[Stored records]
++++

// Copyright 2025-Present Datadog, Inc. https://www.datadoghq.com/
// SPDX-License-Identifier: Apache-2.0

use crate::pdata::Signal;

/// Raised while building an exporter. Never raised at send time.
#[derive(Debug, thiserror::Error)]
pub enum ConfigurationError {
    #[error(
        "missing endpoints: traces={traces:?} metrics={metrics:?} logs={logs:?} \
         (set a specific *_endpoint or a global endpoint)"
    )]
    MissingEndpoints {
        traces: String,
        metrics: String,
        logs: String,
    },

    #[error("invalid header {name:?}: {reason}")]
    InvalidHeader { name: String, reason: String },

    #[error("invalid configuration value for {field}: {reason}")]
    InvalidValue { field: &'static str, reason: String },

    #[error("unable to build HTTP client: {0}")]
    HttpClient(String),
}

/// A batch that cannot be turned into a JSON body. Fatal for that batch.
#[derive(Debug, thiserror::Error)]
pub enum EncodingError {
    #[error("non-finite number at {path}")]
    NonFiniteNumber { path: String },

    #[error("failed to serialize payload: {0}")]
    Serialize(#[from] serde_json::Error),

    #[error("failed to compress payload: {0}")]
    Compress(#[from] std::io::Error),
}

/// Outcome of a single failed HTTP attempt.
#[derive(Debug, Clone, thiserror::Error)]
pub enum DeliveryError {
    #[error("http post failed: {message}")]
    Transport { message: String, timeout: bool },

    #[error("http status={status} body={body:?}")]
    HttpStatus { status: u16, body: String },
}

impl DeliveryError {
    /// Transport failures and 408, 429 and 5xx are retryable. Other statuses are permanent
    /// unless `retry_client_errors` is set, in which case every non-2xx is retried.
    #[must_use]
    pub fn is_retryable(&self, retry_client_errors: bool) -> bool {
        match self {
            DeliveryError::Transport { .. } => true,
            DeliveryError::HttpStatus { status, .. } => {
                retry_client_errors || matches!(*status, 408 | 429 | 500..=599)
            }
        }
    }
}

/// Returned to the caller of an `export_*` entry point.
#[derive(Debug, thiserror::Error)]
pub enum ExportError {
    #[error("failed to encode {signal} payload: {source}")]
    Encoding {
        signal: Signal,
        #[source]
        source: EncodingError,
    },

    #[error("{signal} queue is full (capacity {capacity})")]
    QueueOverflow { signal: Signal, capacity: usize },

    #[error("exporter is shutting down")]
    ShuttingDown,
}
// Copyright 2025-Present Datadog, Inc. https://www.datadoghq.com/
// SPDX-License-Identifier: Apache-2.0

//! HTTP delivery of encoded payloads.
//!
//! One POST per payload. The outcome is either success (2xx) or a [`DeliveryError`]; the
//! transport never decides whether a failure is worth retrying, that is left to the queue
//! driver.

use crate::config::ExporterConfig;
use crate::errors::{ConfigurationError, DeliveryError};
use async_trait::async_trait;
use bytes::Bytes;
use reqwest::header::{HeaderMap, HeaderValue, ACCEPT, CONTENT_TYPE};
use std::time::Duration;
use tracing::debug;

/// Bytes of a failed response body kept for error reporting.
pub const MAX_BODY_EXCERPT: usize = 4096;

/// Sends one body to one URL.
#[async_trait]
pub trait Transport: Send + Sync {
    async fn deliver(
        &self,
        url: &str,
        body: Bytes,
        extra_headers: &HeaderMap,
    ) -> Result<(), DeliveryError>;
}

#[derive(Clone, Debug)]
pub struct HttpTransport {
    client: reqwest::Client,
    headers: HeaderMap,
}

impl HttpTransport {
    pub fn new(config: &ExporterConfig) -> Result<Self, ConfigurationError> {
        let headers = default_headers(config)?;
        let client = build_client(config.https_proxy.as_deref(), config.effective_timeout())
            .map_err(|e| ConfigurationError::HttpClient(e.to_string()))?;
        Ok(Self { client, headers })
    }

    /// Headers sent with every request, before per-call additions.
    #[must_use]
    pub fn headers(&self) -> &HeaderMap {
        &self.headers
    }

    fn create_request(
        &self,
        url: &str,
        body: Bytes,
        extra_headers: &HeaderMap,
    ) -> reqwest::RequestBuilder {
        let mut headers = self.headers.clone();
        for (name, value) in extra_headers {
            headers.insert(name.clone(), value.clone());
        }
        self.client.post(url).headers(headers).body(body)
    }
}

#[async_trait]
impl Transport for HttpTransport {
    async fn deliver(
        &self,
        url: &str,
        body: Bytes,
        extra_headers: &HeaderMap,
    ) -> Result<(), DeliveryError> {
        let request = self.create_request(url, body, extra_headers);
        let time = std::time::Instant::now();
        let response = request.send().await.map_err(|e| DeliveryError::Transport {
            timeout: e.is_timeout(),
            message: e.to_string(),
        })?;

        let status = response.status();
        if status.is_success() {
            debug!(
                "Delivered to {} with status {} in {} ms",
                url,
                status.as_u16(),
                time.elapsed().as_millis()
            );
            return Ok(());
        }

        Err(DeliveryError::HttpStatus {
            status: status.as_u16(),
            body: read_excerpt(response).await,
        })
    }
}

/// JSON defaults overridden by the configured headers.
fn default_headers(config: &ExporterConfig) -> Result<HeaderMap, ConfigurationError> {
    let mut headers = HeaderMap::new();
    headers.insert(CONTENT_TYPE, HeaderValue::from_static("application/json"));
    headers.insert(ACCEPT, HeaderValue::from_static("application/json"));

    for (name, value) in &config.header_map()? {
        headers.insert(name.clone(), value.clone());
    }
    Ok(headers)
}

pub fn build_client(
    proxy_url: Option<&str>,
    timeout: Duration,
) -> Result<reqwest::Client, reqwest::Error> {
    let mut builder = reqwest::Client::builder()
        .use_rustls_tls()
        .timeout(timeout);
    if let Some(proxy) = proxy_url {
        builder = builder.proxy(reqwest::Proxy::https(proxy)?);
    }
    builder.build()
}

/// Reads at most [`MAX_BODY_EXCERPT`] bytes of the response body.
async fn read_excerpt(mut response: reqwest::Response) -> String {
    let mut excerpt = Vec::new();
    while excerpt.len() < MAX_BODY_EXCERPT {
        match response.chunk().await {
            Ok(Some(chunk)) => {
                let take = chunk.len().min(MAX_BODY_EXCERPT - excerpt.len());
                excerpt.extend_from_slice(&chunk[..take]);
            }
            Ok(None) | Err(_) => break,
        }
    }
    String::from_utf8_lossy(&excerpt).into_owned()
}
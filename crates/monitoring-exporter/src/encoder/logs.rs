// Copyright 2025-Present Datadog, Inc. https://www.datadoghq.com/
// SPDX-License-Identifier: Apache-2.0

use crate::encoder::value::{attribute_to_json, attributes_to_json};
use crate::encoder::PayloadEncoder;
use crate::errors::EncodingError;
use crate::pdata::{LogRecord, Logs, Signal};
use serde_json::{json, Value};

/// Emits one record per log, each carrying a copy of its resource attributes.
#[derive(Clone, Copy, Debug, Default)]
pub struct LogsEncoder;

impl PayloadEncoder for LogsEncoder {
    type Item = LogRecord;

    fn signal(&self) -> Signal {
        Signal::Logs
    }

    fn to_value(&self, logs: &Logs) -> Result<Value, EncodingError> {
        let mut records = Vec::with_capacity(logs.item_count());
        for (i, group) in logs.resource_groups.iter().enumerate() {
            let resource = Value::Object(attributes_to_json(
                &group.resource.attributes,
                None,
                &format!("resource[{i}]"),
            )?);
            for record in group.scope_groups.iter().flat_map(|sg| sg.items.iter()) {
                let path = format!("logs[{}]", records.len());
                records.push(json!({
                    "timestamp": record.time_unix_nano,
                    "severity": record.severity_text,
                    "body": attribute_to_json(&record.body, &format!("{path}.body"))?,
                    "attrs": attributes_to_json(&record.attributes, None, &format!("{path}.attrs"))?,
                    "resource": resource.clone(),
                }));
            }
        }
        Ok(json!({ "logs": records }))
    }
}

#[cfg(test)]
mod tests {
    use super::*;
    use crate::pdata::{
        AttributeValue, InstrumentationScope, KeyValue, Resource, ResourceGroup, ScopeGroup,
    };

    fn log(body: &str, attributes: Vec<KeyValue>) -> LogRecord {
        LogRecord {
            time_unix_nano: 1_700_000_000_000_000_000,
            severity_text: "INFO".to_string(),
            body: body.into(),
            attributes,
            ..Default::default()
        }
    }

    fn logs(resource: Vec<KeyValue>, scopes: Vec<Vec<LogRecord>>) -> Logs {
        Logs::new(vec![ResourceGroup {
            resource: Resource {
                attributes: resource,
            },
            scope_groups: scopes
                .into_iter()
                .map(|items| ScopeGroup {
                    scope: InstrumentationScope::default(),
                    items,
                })
                .collect(),
        }])
    }

    #[test]
    fn test_attributes_survive_a_json_round_trip() {
        let record = log(
            "hello",
            vec![
                KeyValue::new("a", 1i64),
                KeyValue::new("b", "x"),
                KeyValue::new(
                    "c",
                    vec![AttributeValue::Bool(true), AttributeValue::Bool(false)],
                ),
            ],
        );
        let payload = LogsEncoder
            .encode(&logs(vec![], vec![vec![record]]))
            .expect("encode");

        let parsed: Value = serde_json::from_slice(&payload.body).expect("valid json");
        assert_eq!(
            parsed["logs"][0]["attrs"],
            json!({"a": 1, "b": "x", "c": [true, false]})
        );
    }

    #[test]
    fn test_one_record_per_log_with_resource_denormalized() {
        let batch = logs(
            vec![KeyValue::new("service.name", "api")],
            vec![
                vec![log("first", vec![]), log("second", vec![])],
                vec![log("third", vec![])],
            ],
        );
        let value = LogsEncoder.to_value(&batch).expect("encode");
        let records = value["logs"].as_array().expect("array");

        assert_eq!(records.len(), 3);
        let bodies: Vec<&str> = records.iter().filter_map(|r| r["body"].as_str()).collect();
        assert_eq!(bodies, vec!["first", "second", "third"]);
        for record in records {
            // resource attributes keep their original names for logs
            assert_eq!(record["resource"], json!({"service.name": "api"}));
            assert_eq!(record["severity"], "INFO");
            assert_eq!(record["timestamp"], 1_700_000_000_000_000_000u64);
        }
    }

    #[test]
    fn test_structured_body_and_empty_severity() {
        let record = LogRecord {
            body: AttributeValue::Map(vec![KeyValue::new("event", "login")]),
            ..Default::default()
        };
        let value = LogsEncoder
            .to_value(&logs(vec![], vec![vec![record]]))
            .expect("encode");
        assert_eq!(
            value["logs"][0],
            json!({
                "timestamp": 0,
                "severity": "",
                "body": {"event": "login"},
                "attrs": {},
                "resource": {}
            })
        );
    }

    #[test]
    fn test_unset_body_is_null() {
        let value = LogsEncoder
            .to_value(&logs(vec![], vec![vec![LogRecord::default()]]))
            .expect("encode");
        assert_eq!(value["logs"][0]["body"], Value::Null);
    }
}
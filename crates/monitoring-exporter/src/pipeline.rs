// Copyright 2025-Present Datadog, Inc. https://www.datadoghq.com/
// SPDX-License-Identifier: Apache-2.0

//! Per-signal delivery pipeline: one queue drained by a fixed pool of workers.
//!
//! Each worker pops a ready item, performs one HTTP attempt and settles the outcome:
//!
//! - success: the item is released and counted as delivered
//! - retryable failure within the retry budget: the item is rescheduled with backoff
//! - permanent failure or exhausted budget: the item is released and counted as dropped

use crate::config::{QueueConfig, RetryPolicy};
use crate::encoder::EncodedPayload;
use crate::errors::{DeliveryError, ExportError};
use crate::pdata::Signal;
use crate::queue::{Admission, DeliveryItem, DeliveryQueue};
use crate::retry::{GiveUpReason, RetryDecision};
use crate::stats::SignalStats;
use crate::transport::Transport;
use reqwest::header::{HeaderMap, HeaderValue, CONTENT_ENCODING};
use std::fmt;
use std::sync::Arc;
use std::time::Duration;
use tokio::sync::Mutex as TokioMutex;
use tokio::task::JoinSet;
use tokio::time::Instant;
use tokio_util::sync::CancellationToken;
use tracing::{debug, error, warn, Instrument};

/// Terminal or intermediate state reached by an item after one attempt.
#[derive(Clone, Debug, PartialEq, Eq)]
pub enum Disposition {
    Delivered,
    Retrying { attempt: u32, delay: Duration },
    Dropped(DropReason),
}

#[derive(Clone, Debug, PartialEq, Eq)]
pub enum DropReason {
    Permanent(u16),
    RetriesExhausted(GiveUpReason),
    Cancelled,
}

impl fmt::Display for DropReason {
    fn fmt(&self, f: &mut fmt::Formatter<'_>) -> fmt::Result {
        match self {
            DropReason::Permanent(status) => write!(f, "permanent failure with status {status}"),
            DropReason::RetriesExhausted(reason) => write!(f, "{reason}"),
            DropReason::Cancelled => write!(f, "aborted by shutdown"),
        }
    }
}

/// Settings shared by every worker of one pipeline.
#[derive(Debug)]
pub struct PipelineSettings {
    pub signal: Signal,
    pub url: String,
    pub retry: RetryPolicy,
    pub retry_client_errors: bool,
}

struct Worker {
    id: usize,
    settings: Arc<PipelineSettings>,
    queue: Arc<DeliveryQueue>,
    transport: Arc<dyn Transport>,
    stats: Arc<SignalStats>,
    cancel: CancellationToken,
}

impl Worker {
    async fn run(self) {
        debug!(
            "{} | Worker {} started",
            self.settings.signal.log_prefix(),
            self.id
        );
        while let Some(item) = self.queue.pop(&self.cancel).await {
            self.attempt(item).await;
        }
        debug!(
            "{} | Worker {} stopped",
            self.settings.signal.log_prefix(),
            self.id
        );
    }

    async fn attempt(&self, mut item: DeliveryItem) -> Disposition {
        item.attempts += 1;
        let bytes = item.payload.len();
        let extra_headers = extra_headers(&item.payload);

        let result = tokio::select! {
            result = self.transport.deliver(&self.settings.url, item.payload.body.clone(), &extra_headers) => result,
            () = self.cancel.cancelled() => {
                warn!(
                    signal = %self.settings.signal,
                    url = %self.settings.url,
                    attempt = item.attempts,
                    bytes,
                    outcome = "drop",
                    "{} | Delivery aborted by shutdown",
                    self.settings.signal.log_prefix()
                );
                self.stats.record_dropped(1);
                self.queue.complete(item);
                return Disposition::Dropped(DropReason::Cancelled);
            }
        };

        let disposition = settle(&self.settings, &item, result.as_ref().err());
        match &disposition {
            Disposition::Delivered => {
                debug!(
                    signal = %self.settings.signal,
                    url = %self.settings.url,
                    attempt = item.attempts,
                    bytes,
                    outcome = "success",
                    "{} | Delivered {} items",
                    self.settings.signal.log_prefix(),
                    item.payload.item_count
                );
                self.stats.record_delivered(bytes);
                self.queue.complete(item);
            }
            Disposition::Retrying { delay, .. } => {
                warn!(
                    signal = %self.settings.signal,
                    url = %self.settings.url,
                    attempt = item.attempts,
                    bytes,
                    outcome = "retry",
                    "{} | Delivery failed, retrying in {} ms: {}",
                    self.settings.signal.log_prefix(),
                    delay.as_millis(),
                    describe(result.as_ref().err())
                );
                self.stats.record_retried();
                self.queue.reschedule(item, *delay);
            }
            Disposition::Dropped(reason) => {
                error!(
                    signal = %self.settings.signal,
                    url = %self.settings.url,
                    attempt = item.attempts,
                    bytes,
                    outcome = "drop",
                    "{} | Dropping {} items, {}: {}",
                    self.settings.signal.log_prefix(),
                    item.payload.item_count,
                    reason,
                    describe(result.as_ref().err())
                );
                self.stats.record_dropped(1);
                self.queue.complete(item);
            }
        }
        disposition
    }
}

/// Maps the outcome of an attempt to the item's next state. `item.attempts` already counts
/// the attempt that produced `error`.
pub fn settle(
    settings: &PipelineSettings,
    item: &DeliveryItem,
    error: Option<&DeliveryError>,
) -> Disposition {
    let Some(error) = error else {
        return Disposition::Delivered;
    };
    if !error.is_retryable(settings.retry_client_errors) {
        let status = match error {
            DeliveryError::HttpStatus { status, .. } => *status,
            DeliveryError::Transport { .. } => 0,
        };
        return Disposition::Dropped(DropReason::Permanent(status));
    }
    match settings
        .retry
        .next_retry(item.attempts, item.created_at.elapsed())
    {
        RetryDecision::RetryAfter(delay) => Disposition::Retrying {
            attempt: item.attempts,
            delay,
        },
        RetryDecision::GiveUp(reason) => Disposition::Dropped(DropReason::RetriesExhausted(reason)),
    }
}

fn extra_headers(payload: &EncodedPayload) -> HeaderMap {
    let mut headers = HeaderMap::new();
    if payload.compressed {
        headers.insert(CONTENT_ENCODING, HeaderValue::from_static("zstd"));
    }
    headers
}

fn describe(error: Option<&DeliveryError>) -> String {
    error.map(ToString::to_string).unwrap_or_default()
}

/// A queue plus the workers draining it.
pub struct SignalPipeline {
    settings: Arc<PipelineSettings>,
    queue: Arc<DeliveryQueue>,
    stats: Arc<SignalStats>,
    cancel: CancellationToken,
    workers: TokioMutex<JoinSet<()>>,
}

impl SignalPipeline {
    /// Spawns `queue.num_workers` workers on the current Tokio runtime.
    pub fn start(
        settings: PipelineSettings,
        queue_config: &QueueConfig,
        transport: Arc<dyn Transport>,
        stats: Arc<SignalStats>,
        cancel: CancellationToken,
    ) -> Self {
        let settings = Arc::new(settings);
        let queue = Arc::new(DeliveryQueue::new(
            settings.signal,
            queue_config.capacity,
            queue_config.overflow_policy,
        ));

        let mut workers = JoinSet::new();
        for id in 0..queue_config.num_workers {
            let worker = Worker {
                id,
                settings: Arc::clone(&settings),
                queue: Arc::clone(&queue),
                transport: Arc::clone(&transport),
                stats: Arc::clone(&stats),
                cancel: cancel.clone(),
            };
            // workers log under the span that started the pipeline
            workers.spawn(worker.run().in_current_span());
        }

        debug!(
            "{} | Pipeline started with {} workers, capacity {}",
            settings.signal.log_prefix(),
            queue_config.num_workers,
            queue_config.capacity
        );

        Self {
            settings,
            queue,
            stats,
            cancel,
            workers: TokioMutex::new(workers),
        }
    }

    /// Hands a payload to the queue. Returns once it is admitted; delivery happens later.
    pub async fn enqueue(&self, payload: EncodedPayload) -> Result<(), ExportError> {
        let item_count = payload.item_count;
        match self.queue.push(payload, &self.cancel).await {
            Ok(Admission::Accepted) => {
                self.stats.record_enqueued();
                Ok(())
            }
            Ok(Admission::Evicted(oldest)) => {
                warn!(
                    signal = %self.settings.signal,
                    outcome = "drop",
                    "{} | Queue full, evicted oldest batch of {} items after {} attempts",
                    self.settings.signal.log_prefix(),
                    oldest.payload.item_count,
                    oldest.attempts
                );
                self.stats.record_enqueued();
                self.stats.record_dropped(1);
                Ok(())
            }
            Err(e) => {
                if matches!(e, ExportError::QueueOverflow { .. }) {
                    self.stats.record_overflowed();
                }
                warn!(
                    signal = %self.settings.signal,
                    outcome = "drop",
                    "{} | Rejected batch of {} items: {}",
                    self.settings.signal.log_prefix(),
                    item_count,
                    e
                );
                Err(e)
            }
        }
    }

    /// Stops admission. Queued items are still delivered.
    pub fn close(&self) {
        self.queue.close();
    }

    /// Stops admission, lets workers drain the queue for up to `grace`, then aborts whatever
    /// is left. Items still queued at that point are counted as dropped.
    pub async fn shutdown(&self, grace: Duration) {
        self.close();
        let mut workers = self.workers.lock().await;

        let deadline = Instant::now() + grace;
        let drained = tokio::time::timeout_at(deadline, async {
            while workers.join_next().await.is_some() {}
        })
        .await
        .is_ok();

        if !drained {
            warn!(
                "{} | Grace period elapsed with {} queued and {} in flight, aborting",
                self.settings.signal.log_prefix(),
                self.queue.len(),
                self.queue.in_flight()
            );
            self.cancel.cancel();
            while workers.join_next().await.is_some() {}
        }

        let leftover = self.queue.drain();
        if !leftover.is_empty() {
            self.stats
                .record_dropped(u64::try_from(leftover.len()).unwrap_or(u64::MAX));
            error!(
                signal = %self.settings.signal,
                outcome = "drop",
                "{} | Discarded {} queued batches at shutdown",
                self.settings.signal.log_prefix(),
                leftover.len()
            );
        }
        debug!("{} | Pipeline stopped", self.settings.signal.log_prefix());
    }

    #[must_use]
    pub fn url(&self) -> &str {
        &self.settings.url
    }

    #[must_use]
    pub fn queue(&self) -> &DeliveryQueue {
        &self.queue
    }
}
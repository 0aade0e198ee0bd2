// Copyright 2025-Present Datadog, Inc. https://www.datadoghq.com/
// SPDX-License-Identifier: Apache-2.0

use crate::encoder::value::{attributes_to_json, double_to_json};
use crate::encoder::PayloadEncoder;
use crate::errors::EncodingError;
use crate::pdata::{Metric, Metrics, NumberDataPoint, NumberValue, ResourceGroup, Signal};
use serde_json::{json, Map, Value};

/// Well-known resource attributes renamed in the `properties` object.
pub const PROPERTY_RENAMES: &[(&str, &str)] = &[
    ("service.name", "service"),
    ("deployment.environment", "environment"),
    ("cloud.region", "region"),
];

/// Flattens each resource group into one record holding the latest value of every gauge and
/// sum. Histograms, exponential histograms and summaries are left out.
#[derive(Clone, Copy, Debug, Default)]
pub struct MetricsEncoder;

impl PayloadEncoder for MetricsEncoder {
    type Item = Metric;

    fn signal(&self) -> Signal {
        Signal::Metrics
    }

    fn to_value(&self, metrics: &Metrics) -> Result<Value, EncodingError> {
        let records = metrics
            .resource_groups
            .iter()
            .enumerate()
            .map(|(i, group)| resource_record(group, i))
            .collect::<Result<Vec<_>, _>>()?;
        Ok(json!({ "metrics": records }))
    }
}

fn resource_record(group: &ResourceGroup<Metric>, index: usize) -> Result<Value, EncodingError> {
    let path = format!("metrics[{index}]");
    let properties = attributes_to_json(
        &group.resource.attributes,
        Some(PROPERTY_RENAMES),
        &format!("{path}.properties"),
    )?;

    let mut values = Map::new();
    let mut timestamp = 0u64;
    for metric in group.scope_groups.iter().flat_map(|sg| sg.items.iter()) {
        let Some(point) = metric.number_data_points().and_then(latest_point) else {
            continue;
        };
        let value = match point.value {
            NumberValue::Int(i) => Value::Number(i.into()),
            NumberValue::Double(d) => {
                double_to_json(d, &format!("{path}.values.{}", metric.name))?
            }
        };
        values.insert(metric.name.clone(), value);
        timestamp = timestamp.max(point.time_unix_nano);
    }

    Ok(json!({
        "timestamp": timestamp,
        "properties": properties,
        "values": values,
    }))
}

/// Point with the greatest timestamp. On ties the one listed last wins.
fn latest_point(points: &[NumberDataPoint]) -> Option<&NumberDataPoint> {
    points.iter().max_by_key(|p| p.time_unix_nano)
}

#[cfg(test)]
mod tests {
    use super::*;
    use crate::pdata::{
        AggregationTemporality, HistogramDataPoint, InstrumentationScope, KeyValue, MetricData,
        Resource, ScopeGroup,
    };

    fn group(attributes: Vec<KeyValue>, metrics: Vec<Metric>) -> ResourceGroup<Metric> {
        ResourceGroup {
            resource: Resource { attributes },
            scope_groups: vec![ScopeGroup {
                scope: InstrumentationScope::default(),
                items: metrics,
            }],
        }
    }

    fn point(ts: u64, value: NumberValue) -> NumberDataPoint {
        NumberDataPoint::new(ts, value)
    }

    #[test]
    fn test_latest_point_wins_regardless_of_order() {
        for points in [
            vec![point(100, NumberValue::Int(1)), point(200, NumberValue::Int(2))],
            vec![point(200, NumberValue::Int(2)), point(100, NumberValue::Int(1))],
        ] {
            let metrics = Metrics::new(vec![group(vec![], vec![Metric::gauge("cpu", points)])]);
            let value = MetricsEncoder.to_value(&metrics).expect("encode");
            assert_eq!(value["metrics"][0]["values"]["cpu"], 2);
            assert_eq!(value["metrics"][0]["timestamp"], 200);
        }
    }

    #[test]
    fn test_properties_rename_well_known_attributes() {
        let metrics = Metrics::new(vec![group(
            vec![
                KeyValue::new("service.name", "checkout"),
                KeyValue::new("deployment.environment", "prod"),
                KeyValue::new("cloud.region", "eu-west-1"),
                KeyValue::new("host.name", "web-1"),
            ],
            vec![],
        )]);
        let value = MetricsEncoder.to_value(&metrics).expect("encode");
        assert_eq!(
            value["metrics"][0],
            json!({
                "timestamp": 0,
                "properties": {
                    "service": "checkout",
                    "environment": "prod",
                    "region": "eu-west-1",
                    "host.name": "web-1"
                },
                "values": {}
            })
        );
    }

    #[test]
    fn test_number_kinds_preserved_and_timestamp_is_group_max() {
        let metrics = Metrics::new(vec![group(
            vec![],
            vec![
                Metric::gauge("temp", vec![point(300, NumberValue::Double(21.5))]),
                Metric::sum(
                    "requests",
                    vec![point(500, NumberValue::Int(42))],
                    AggregationTemporality::Cumulative,
                ),
                Metric::sum(
                    "errors",
                    vec![point(400, NumberValue::Int(3))],
                    AggregationTemporality::Delta,
                ),
            ],
        )]);
        let value = MetricsEncoder.to_value(&metrics).expect("encode");
        let record = &value["metrics"][0];
        assert!(record["values"]["temp"].is_f64());
        assert_eq!(record["values"]["temp"], 21.5);
        assert!(record["values"]["requests"].is_i64());
        assert_eq!(record["values"]["requests"], 42);
        assert_eq!(record["values"]["errors"], 3);
        assert_eq!(record["timestamp"], 500);
    }

    #[test]
    fn test_other_metric_types_are_skipped() {
        let histogram = Metric {
            name: "latency".to_string(),
            description: String::new(),
            unit: "ms".to_string(),
            data: MetricData::Histogram {
                data_points: vec![HistogramDataPoint {
                    time_unix_nano: 900,
                    count: 4,
                    ..Default::default()
                }],
                temporality: AggregationTemporality::Delta,
            },
        };
        let empty_gauge = Metric::gauge("idle", vec![]);
        let metrics = Metrics::new(vec![group(vec![], vec![histogram, empty_gauge])]);

        let value = MetricsEncoder.to_value(&metrics).expect("encode");
        assert_eq!(value["metrics"][0]["values"], json!({}));
        assert_eq!(value["metrics"][0]["timestamp"], 0);
    }

    #[test]
    fn test_one_record_per_resource_group() {
        let metrics = Metrics::new(vec![
            group(
                vec![KeyValue::new("service.name", "a")],
                vec![Metric::gauge("x", vec![point(1, NumberValue::Int(1))])],
            ),
            group(
                vec![KeyValue::new("service.name", "b")],
                vec![Metric::gauge("x", vec![point(2, NumberValue::Int(2))])],
            ),
        ]);
        let value = MetricsEncoder.to_value(&metrics).expect("encode");
        let records = value["metrics"].as_array().expect("array");
        assert_eq!(records.len(), 2);
        assert_eq!(records[0]["properties"]["service"], "a");
        assert_eq!(records[1]["properties"]["service"], "b");
    }

    #[test]
    fn test_non_finite_value_fails_the_batch() {
        let metrics = Metrics::new(vec![group(
            vec![],
            vec![Metric::gauge("bad", vec![point(1, NumberValue::Double(f64::INFINITY))])],
        )]);
        assert!(matches!(
            MetricsEncoder.to_value(&metrics),
            Err(EncodingError::NonFiniteNumber { .. })
        ));
    }
}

++++

▶ **REQUIRED ACTION**
Repeat the entries above verbatim, but only from the line that has "its resource attributes." down to the line that has "let mut records", inclusive.

▶ **TASK ANSWER**
/// Emits one record per log, each carrying a copy of its resource attributes.
#[derive(Clone, Copy, Debug, Default)]
pub struct LogsEncoder;

impl PayloadEncoder for LogsEncoder {
    type Item = LogRecord;

    fn signal(&self) -> Signal {
        Signal::Logs
    }

    fn to_value(&self, logs: &Logs) -> Result<Value, EncodingError> {
        let mut records = Vec::with_capacity(logs.item_count());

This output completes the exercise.